─── Given entries

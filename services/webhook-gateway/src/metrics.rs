//! Prometheus exposition for webhook-gateway, matching
//! `order_service::metrics::serve_metrics`.

use actix_web::HttpResponse;
use prometheus::{Encoder, TextEncoder};

pub async fn serve_metrics() -> HttpResponse {
    let encoder = TextEncoder::new();
    let metric_families = prometheus::gather();

    let mut buffer = Vec::new();
    if let Err(err) = encoder.encode(&metric_families, &mut buffer) {
        return HttpResponse::InternalServerError().body(err.to_string());
    }

    HttpResponse::Ok().content_type(encoder.format_type()).body(buffer)
}
//! HTTP boundary error mapping. Signature-verification failures
//! ([`webhook_ingestor::WebhookError::BadSignature`] /
//! `MissingSignatureHeader`) are the only ones that ever reach the caller as
//! a non-2xx response; everything past acceptance is handled internally and
//! routed to the dead-letter store instead of surfacing here.

use actix_web::{http::StatusCode, HttpResponse, ResponseError};
use chrono::Utc;
use serde::Serialize;
use transactional_outbox::OutboxError;
use webhook_ingestor::WebhookError;

#[derive(Debug, thiserror::Error)]
pub enum AppError {
    #[error(transparent)]
    Webhook(#[from] WebhookError),

    #[error(transparent)]
    Outbox(#[from] OutboxError),

    #[error("invalid request: {0}")]
    BadRequest(String),
}

#[derive(Serialize)]
struct ErrorBody {
    status: u16,
    code: &'static str,
    message: String,
    timestamp: chrono::DateTime<Utc>,
}

impl AppError {
    fn code(&self) -> &'static str {
        match self {
            AppError::BadRequest(_) => "BAD_REQUEST",
            AppError::Webhook(WebhookError::BadSignature(_)) => "BAD_SIGNATURE",
            AppError::Webhook(WebhookError::MissingSignatureHeader(_)) => "MISSING_SIGNATURE",
            AppError::Webhook(WebhookError::MalformedBody(_) | WebhookError::UnrecognizedPayload(_)) => {
                "MALFORMED_BODY"
            }
            AppError::Webhook(WebhookError::Database(_) | WebhookError::Serialization(_)) => "INTERNAL",
            AppError::Outbox(_) => "INTERNAL",
        }
    }
}

impl ResponseError for AppError {
    fn status_code(&self) -> StatusCode {
        match self {
            AppError::BadRequest(_) => StatusCode::BAD_REQUEST,
            AppError::Webhook(e) if e.is_verification_failure() => StatusCode::UNAUTHORIZED,
            AppError::Webhook(WebhookError::MalformedBody(_) | WebhookError::UnrecognizedPayload(_)) => {
                StatusCode::BAD_REQUEST
            }
            AppError::Webhook(_) => StatusCode::INTERNAL_SERVER_ERROR,
            AppError::Outbox(_) => StatusCode::INTERNAL_SERVER_ERROR,
        }
    }

    fn error_response(&self) -> HttpResponse {
        let message = match self {
            AppError::Webhook(WebhookError::Database(_) | WebhookError::Serialization(_)) | AppError::Outbox(_) => {
                tracing::error!(error = %self, "webhook-gateway internal error");
                "an internal error occurred".to_string()
            }
            other => other.to_string(),
        };

        HttpResponse::build(self.status_code()).json(ErrorBody {
            status: self.status_code().as_u16(),
            code: self.code(),
            message,
            timestamp: Utc::now(),
        })
    }
}
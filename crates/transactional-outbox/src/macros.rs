//! Convenience macros for appending domain events to the outbox.

/// Append a [`event_schema::DomainEvent`] to the outbox within an active
/// transaction.
///
/// # Usage
///
/// ```rust,no_run
/// use transactional_outbox::{append_event, OutboxStore, SqlxOutboxStore};
/// use event_schema::DomainEvent;
/// use event_schema::domain::OrderConfirmed;
/// use sqlx::PgPool;
///
/// # async fn example(pool: PgPool, store: SqlxOutboxStore) -> Result<(), Box<dyn std::error::Error>> {
/// let mut tx = pool.begin().await?;
///
/// let event = DomainEvent::OrderConfirmed(OrderConfirmed {
///     order_id: "order-1".to_string(),
///     confirmed_at: chrono::Utc::now(),
/// });
///
/// append_event!(&mut tx, &store, event, "order-1", "order")?;
///
/// tx.commit().await?;
/// # Ok(())
/// # }
/// ```
#[macro_export]
macro_rules! append_event {
    ($tx:expr, $store:expr, $event:expr, $aggregate_id:expr, $aggregate_type:expr) => {{
        let envelope = $event.into_envelope($aggregate_id, $aggregate_type);
        $store.append($tx, &envelope).await
    }};
}

#[cfg(test)]
mod tests {
    // Macro tests are compile-time checks; if this file compiles the macro
    // expands to well-typed code.
}
use actix_web::{web, HttpRequest, HttpResponse};
use serde::Deserialize;
use webhook_ingestor::{signature, sources::facebook, WebhookError};

use crate::error::AppError;
use crate::state::AppState;

const SIGNATURE_HEADER: &str = "X-Hub-Signature-256";

#[derive(Debug, Deserialize)]
pub struct SubscribeQuery {
    #[serde(rename = "hub.mode")]
    pub mode: Option<String>,
    #[serde(rename = "hub.verify_token")]
    pub verify_token: Option<String>,
    #[serde(rename = "hub.challenge")]
    pub challenge: Option<String>,
}

/// `GET /webhook/facebook?hub.mode=subscribe&hub.verify_token=…&hub.challenge=…`
/// Echoes the challenge back verbatim on a matching verify token.
pub async fn subscribe(state: web::Data<AppState>, query: web::Query<SubscribeQuery>) -> Result<HttpResponse, AppError> {
    let verify_token = query
        .verify_token
        .as_deref()
        .ok_or_else(|| AppError::BadRequest("missing hub.verify_token".to_string()))?;
    let challenge = query
        .challenge
        .as_deref()
        .ok_or_else(|| AppError::BadRequest("missing hub.challenge".to_string()))?;

    let echoed = signature::verify_challenge(
        "facebook",
        &state.webhook_secrets.facebook_verify_token,
        verify_token,
        challenge,
    )?;

    Ok(HttpResponse::Ok().body(echoed.to_string()))
}

/// `POST /webhook/facebook`, header `X-Hub-Signature-256: sha256=<hex>`.
pub async fn receive(state: web::Data<AppState>, req: HttpRequest, body: web::Bytes) -> Result<HttpResponse, AppError> {
    let header_value = req
        .headers()
        .get(SIGNATURE_HEADER)
        .and_then(|v| v.to_str().ok())
        .ok_or(WebhookError::MissingSignatureHeader("facebook"))?;

    signature::verify_prefixed_hex("facebook", &state.webhook_secrets.secret_facebook, &body, header_value)?;

    super::spawn_ingest(state, "facebook", body, facebook::normalize);

    Ok(HttpResponse::Ok().finish())
}
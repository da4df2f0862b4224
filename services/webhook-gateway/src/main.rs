use std::io;
use std::sync::Arc;

use actix_cors::Cors;
use actix_web::{middleware::Logger, web, App, HttpServer};
use bus_adapter::KafkaBusProducer;
use sqlx::postgres::PgPoolOptions;
use tokio::sync::broadcast;
use tokio::task::JoinSet;
use tracing_subscriber::{layer::SubscriberExt, util::SubscriberInitExt};
use transactional_outbox::{metrics::OutboxMetrics, OutboxWorker, OutboxWorkerConfig, SqlxOutboxStore};
use webhook_gateway::handlers;
use webhook_gateway::state::AppState;
use webhook_ingestor::{DeadLetterStore, WebhookIdempotencyStore};

async fn shutdown_signal() {
    #[cfg(unix)]
    {
        use tokio::signal::unix::{signal, SignalKind};
        let mut terminate = signal(SignalKind::terminate()).expect("failed to install SIGTERM handler");
        tokio::select! {
            _ = tokio::signal::ctrl_c() => {},
            _ = terminate.recv() => {},
        }
    }
    #[cfg(not(unix))]
    {
        tokio::signal::ctrl_c().await.expect("failed to install Ctrl+C handler");
    }
}

#[actix_web::main]
async fn main() -> io::Result<()> {
    tracing_subscriber::registry()
        .with(
            tracing_subscriber::EnvFilter::try_from_default_env()
                .unwrap_or_else(|_| "info,actix_web=info,sqlx=warn".into()),
        )
        .with(tracing_subscriber::fmt::layer().json())
        .init();

    let config = match webhook_gateway::Config::from_env() {
        Ok(c) => c,
        Err(e) => {
            tracing::error!("configuration loading failed: {e}");
            std::process::exit(1);
        }
    };

    tracing::info!("starting webhook-gateway v{}", env!("CARGO_PKG_VERSION"));

    let db_pool = match PgPoolOptions::new()
        .max_connections(config.database.max_connections)
        .connect(&config.database.url)
        .await
    {
        Ok(pool) => pool,
        Err(e) => {
            tracing::error!("database pool creation failed: {e}");
            std::process::exit(1);
        }
    };

    let bus_producer = match KafkaBusProducer::new(&config.bus.brokers, config.bus.topic_prefix.clone()) {
        Ok(p) => Arc::new(p),
        Err(e) => {
            tracing::error!("bus producer initialization failed: {e}");
            std::process::exit(1);
        }
    };

    let outbox_store = Arc::new(SqlxOutboxStore::new(db_pool.clone()));
    let idempotency = WebhookIdempotencyStore::new(db_pool.clone());
    let dead_letter = DeadLetterStore::new(db_pool.clone());

    let registry = prometheus::default_registry();
    let outbox_metrics = OutboxMetrics::new(registry);

    let worker_config = OutboxWorkerConfig {
        batch_size: config.outbox.batch_size,
        lease_ttl: config.outbox.lease_ttl(),
        poll_interval: config.outbox.poll_interval(),
        backoff_initial: config.outbox.backoff_initial(),
        backoff_max: config.outbox.backoff_max(),
        max_retries: config.outbox.max_retries,
    };

    let mut workers = Vec::with_capacity(config.outbox.worker_count);
    let mut wake_handle = None;
    for i in 0..config.outbox.worker_count {
        let worker = OutboxWorker::new(
            format!("webhook-gateway-worker-{i}"),
            outbox_store.clone(),
            bus_producer.clone(),
            worker_config.clone(),
        )
        .with_metrics(outbox_metrics.clone());
        if wake_handle.is_none() {
            wake_handle = Some(worker.wake_handle());
        }
        workers.push(worker);
    }
    let outbox_wake = wake_handle.expect("worker_count is always >= 1");

    let app_state = web::Data::new(AppState {
        db_pool: db_pool.clone(),
        outbox: outbox_store,
        idempotency,
        dead_letter,
        outbox_wake,
        webhook_secrets: config.webhook.clone(),
    });
    let db_pool_data = web::Data::new(db_pool.clone());

    let bind_address = format!("{}:{}", config.app.host, config.app.port);
    tracing::info!(%bind_address, "starting HTTP server");

    let cors_origins = config.cors.allowed_origins.clone();
    let server = HttpServer::new(move || {
        let mut cors = Cors::default();
        for origin in cors_origins.split(',') {
            let origin = origin.trim();
            if origin == "*" {
                cors = cors.allow_any_origin();
            } else {
                cors = cors.allowed_origin(origin);
            }
        }
        cors = cors.allow_any_method().allow_any_header().max_age(3600);

        App::new()
            .app_data(app_state.clone())
            .app_data(db_pool_data.clone())
            .app_data(web::PayloadConfig::new(2 * 1024 * 1024))
            .wrap(cors)
            .wrap(Logger::default())
            .wrap(tracing_actix_web::TracingLogger::default())
            .route("/health", web::get().to(handlers::health::health))
            .route("/ready", web::get().to(handlers::health::ready))
            .route("/metrics", web::get().to(webhook_gateway::metrics::serve_metrics))
            .route("/webhook/loyverse", web::post().to(handlers::loyverse::receive))
            .service(
                web::resource("/webhook/facebook")
                    .route(web::get().to(handlers::facebook::subscribe))
                    .route(web::post().to(handlers::facebook::receive)),
            )
            .route("/webhook/line", web::post().to(handlers::line::receive))
            .route("/webhook/grab", web::post().to(handlers::delivery::receive_grab))
            .route("/webhook/lineman", web::post().to(handlers::delivery::receive_lineman))
            .route("/webhook/omise", web::post().to(handlers::payment_gateway::receive_omise))
            .route("/webhook/2c2p", web::post().to(handlers::payment_gateway::receive_2c2p))
    })
    .bind(&bind_address)?
    .workers(4)
    .run();

    let server_handle = server.handle();
    let (shutdown_tx, _) = broadcast::channel::<()>(1);

    let mut tasks: JoinSet<io::Result<()>> = JoinSet::new();

    tasks.spawn(async move { server.await });

    let worker_shutdowns: Vec<_> = workers.iter().map(|w| w.shutdown_handle()).collect();
    for worker in workers {
        tasks.spawn(async move {
            worker.run().await;
            Ok(())
        });
    }

    let shutdown = shutdown_signal();
    tokio::pin!(shutdown);

    loop {
        tokio::select! {
            result = tasks.join_next() => {
                match result {
                    Some(Ok(Ok(_))) => tracing::info!("background task completed"),
                    Some(Ok(Err(e))) => {
                        tracing::error!("task returned error: {e}");
                        break;
                    }
                    Some(Err(e)) => {
                        tracing::error!("task join error: {e}");
                        break;
                    }
                    None => break,
                }
            }
            _ = &mut shutdown => {
                tracing::info!("shutdown signal received, draining");
                let _ = shutdown_tx.send(());
                server_handle.stop(true).await;
                for handle in &worker_shutdowns {
                    handle.notify_one();
                }
                let drain = tokio::time::sleep(config.outbox.drain_timeout());
                tokio::pin!(drain);
                tokio::select! {
                    _ = drain => {}
                    _ = async { while tasks.join_next().await.is_some() {} } => {}
                }
                break;
            }
        }
    }

    tasks.shutdown().await;
    tracing::info!("webhook-gateway shutting down");
    Ok(())
}
//! `GET /ws?user_id=&conversation_id=` — WebSocket upgrade.
//!
//! Each connection registers one [`realtime_hub::Subscription`] filtered to
//! its `conversation_id` and bridges the subscription's bounded outbound
//! queue to the actix WebSocket actor. Client-sent frames are JSON
//! `{type, conversation_id, content}`; a `"message"` frame is published to
//! the bus exactly like `POST /api/v1/messages/` so the hub's own bus
//! consumer is the only path that ever re-broadcasts it — never a direct
//! in-process hand-off.

use std::sync::Arc;
use std::time::{Duration, Instant};

use actix::{Actor, ActorContext, AsyncContext, Handler, Message as ActixMessage, StreamHandler};
use actix_web::{web, Error, HttpRequest, HttpResponse};
use actix_web_actors::ws;
use bus_adapter::{BusProducer, KafkaBusProducer};
use event_schema::domain::{ChatMessageSent, DomainEvent};
use realtime_hub::{HubHandle, OutboundMessage, SubjectFilter, SubscriberId};
use serde::Deserialize;

const HEARTBEAT_INTERVAL: Duration = Duration::from_secs(5);
const CLIENT_TIMEOUT: Duration = Duration::from_secs(30);

#[derive(Debug, Deserialize)]
pub struct WsParams {
    pub conversation_id: String,
    pub user_id: String,
}

#[derive(Debug, Deserialize)]
struct WsInboundFrame {
    #[serde(rename = "type")]
    frame_type: String,
    conversation_id: String,
    content: String,
}

#[derive(ActixMessage)]
#[rtype(result = "()")]
struct OutboundText(String);

struct WsSession {
    conversation_id: String,
    user_id: String,
    subscriber_id: SubscriberId,
    hub: HubHandle,
    bus_producer: Arc<KafkaBusProducer>,
    hb: Instant,
    /// Taken in `started()` and spawned into a forwarding task; `None`
    /// afterwards.
    queue_rx: Option<tokio::sync::mpsc::Receiver<OutboundMessage>>,
}

impl WsSession {
    fn heartbeat(&self, ctx: &mut ws::WebsocketContext<Self>) {
        ctx.run_interval(HEARTBEAT_INTERVAL, |act, ctx| {
            if Instant::now().duration_since(act.hb) > CLIENT_TIMEOUT {
                tracing::warn!(subscriber_id = %act.subscriber_id, "websocket heartbeat timed out, disconnecting");
                ctx.stop();
                return;
            }
            ctx.ping(b"");
        });
    }

}

impl Actor for WsSession {
    type Context = ws::WebsocketContext<Self>;

    fn started(&mut self, ctx: &mut Self::Context) {
        tracing::info!(
            conversation_id = %self.conversation_id,
            user_id = %self.user_id,
            "websocket session started"
        );
        self.heartbeat(ctx);

        if let Some(mut queue_rx) = self.queue_rx.take() {
            let addr = ctx.address();
            actix::spawn(async move {
                while let Some(msg) = queue_rx.recv().await {
                    let text = serde_json::to_string(&msg.payload).unwrap_or_default();
                    addr.do_send(OutboundText(text));
                }
            });
        }
    }

    fn stopped(&mut self, _ctx: &mut Self::Context) {
        tracing::info!(subscriber_id = %self.subscriber_id, "websocket session stopped");
        let hub = self.hub.clone();
        let subscriber_id = self.subscriber_id;
        actix::spawn(async move {
            let _ = hub.unregister(subscriber_id).await;
        });
    }
}

impl Handler<OutboundText> for WsSession {
    type Result = ();

    fn handle(&mut self, msg: OutboundText, ctx: &mut Self::Context) {
        ctx.text(msg.0);
    }
}

impl StreamHandler<Result<ws::Message, ws::ProtocolError>> for WsSession {
    fn handle(&mut self, msg: Result<ws::Message, ws::ProtocolError>, ctx: &mut Self::Context) {
        match msg {
            Ok(ws::Message::Ping(payload)) => {
                self.hb = Instant::now();
                let hub = self.hub.clone();
                let subscriber_id = self.subscriber_id;
                actix::spawn(async move {
                    let _ = hub.touch(subscriber_id).await;
                });
                ctx.pong(&payload);
            }
            Ok(ws::Message::Pong(_)) => {
                self.hb = Instant::now();
                let hub = self.hub.clone();
                let subscriber_id = self.subscriber_id;
                actix::spawn(async move {
                    let _ = hub.touch(subscriber_id).await;
                });
            }
            Ok(ws::Message::Text(text)) => {
                let frame: Result<WsInboundFrame, _> = serde_json::from_str(&text);
                match frame {
                    Ok(frame) if frame.frame_type == "message" => {
                        if frame.conversation_id != self.conversation_id {
                            tracing::warn!("dropping frame for a conversation this connection isn't subscribed to");
                            return;
                        }
                        let producer = self.bus_producer.clone();
                        let conversation_id = frame.conversation_id;
                        let user_id = self.user_id.clone();
                        let content = frame.content;
                        actix::spawn(async move {
                            let event = DomainEvent::ChatMessageSent(ChatMessageSent {
                                conversation_id: conversation_id.clone(),
                                user_id,
                                message: content,
                            });
                            let subject = event.subject().to_string();
                            let envelope = event.into_envelope(conversation_id.clone(), "conversation");
                            if let Ok(bytes) = envelope.encode() {
                                let headers = envelope.bus_headers();
                                if let Err(e) = producer.publish(&subject, &conversation_id, &bytes, &headers).await {
                                    tracing::error!(error = %e, "failed to publish inbound websocket message");
                                }
                            }
                        });
                    }
                    Ok(_) => {}
                    Err(e) => tracing::warn!(error = %e, "failed to parse inbound websocket frame"),
                }
            }
            Ok(ws::Message::Binary(_)) => {
                tracing::warn!("binary websocket messages not supported");
            }
            Ok(ws::Message::Close(reason)) => {
                tracing::info!(?reason, "websocket close message received");
                ctx.stop();
            }
            _ => {}
        }
    }
}

pub async fn upgrade(
    req: HttpRequest,
    stream: web::Payload,
    state: web::Data<crate::state::AppState>,
    query: web::Query<WsParams>,
) -> Result<HttpResponse, Error> {
    let params = query.into_inner();

    let (subscriber_id, queue_rx) = state
        .hub
        .register(SubjectFilter::Conversation(params.conversation_id.clone()))
        .await
        .map_err(actix_web::error::ErrorInternalServerError)?;

    let session = WsSession {
        conversation_id: params.conversation_id,
        user_id: params.user_id,
        subscriber_id,
        hub: state.hub.clone(),
        bus_producer: state.bus_producer.clone(),
        hb: Instant::now(),
        queue_rx: Some(queue_rx),
    };

    ws::start(session, &req, stream)
}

──────

» **What the task requires**
Within the entries above, work out the number of lines that include the string "SubscriberId" and give only that.

» **Output of the exercise**
2